■ What you have to do
Beginning with the very first line, please reproduce the entries exactly through the line containing "events out, with".

────────────────────────────────────────

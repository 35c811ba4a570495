//! Tic-tac-toe rules, minimax search, and match control.
//!
//! # Architecture
//!
//! - **Rules**: pure evaluation of a board - completed lines, fullness,
//!   outcomes.
//! - **Round**: typestate lifecycle (`Setup` -> `InProgress` -> `Over`)
//!   with contract-checked moves.
//! - **Search**: exhaustive depth-aware minimax over the 9-cell tree.
//! - **Match**: the frontend boundary - commands in, events out, with
//!   the turn gate and score tallies.
//!
//! The crate is synchronous and has no I/O; frontends own scheduling
//! (input, AI think delays, board reset pauses) and feed the match
//! controller through [`MatchCommand`].
//!
//! # Example
//!
//! ```
//! use oxo_core::{Match, MatchCommand, MatchPhase, Player, Position};
//!
//! let mut game = Match::new(Player::X);
//! game.handle(MatchCommand::CellChosen(Position::Center));
//! assert_eq!(game.phase(), MatchPhase::AiComputing);
//!
//! game.handle(MatchCommand::AiTurn);
//! assert_eq!(game.phase(), MatchPhase::AwaitingHuman);
//! ```

#![warn(missing_docs)]
#![forbid(unsafe_code)]

// Private module declarations
mod action;
mod contracts;
mod outcome;
mod position;
mod round;
mod scoreboard;
mod session;
mod types;

// Public modules
pub mod invariants;
pub mod rules;
pub mod search;

// Crate-level exports - actions
pub use action::{Move, MoveError};

// Crate-level exports - contracts
pub use contracts::{Contract, LegalMove, MoveContract, PlayersTurn, SquareIsEmpty};

// Crate-level exports - outcomes
pub use outcome::{Outcome, Win};

// Crate-level exports - round lifecycle
pub use round::{Round, RoundInProgress, RoundOver, RoundSetup, RoundTransition};

// Crate-level exports - match control
pub use session::{Match, MatchCommand, MatchEvent, MatchPhase};

// Crate-level exports - scores
pub use scoreboard::Scoreboard;

// Crate-level exports - board types
pub use position::Position;
pub use types::{Board, Player, Square};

────────────────────────────────────────

■ Result for this task
repository 35c811ba4a570495
//! Tic-tac-toe rules, minimax search, and match control.
//!
//! # Architecture
//!
//! - **Rules**: pure evaluation of a board - completed lines, fullness,
//!   outcomes.
//! - **Round**: typestate lifecycle (`Setup` -> `InProgress` -> `Over`)
//!   with contract-checked moves.
//! - **Search**: exhaustive depth-aware minimax over the 9-cell tree.
//! - **Match**: the frontend boundary - commands in, events out, with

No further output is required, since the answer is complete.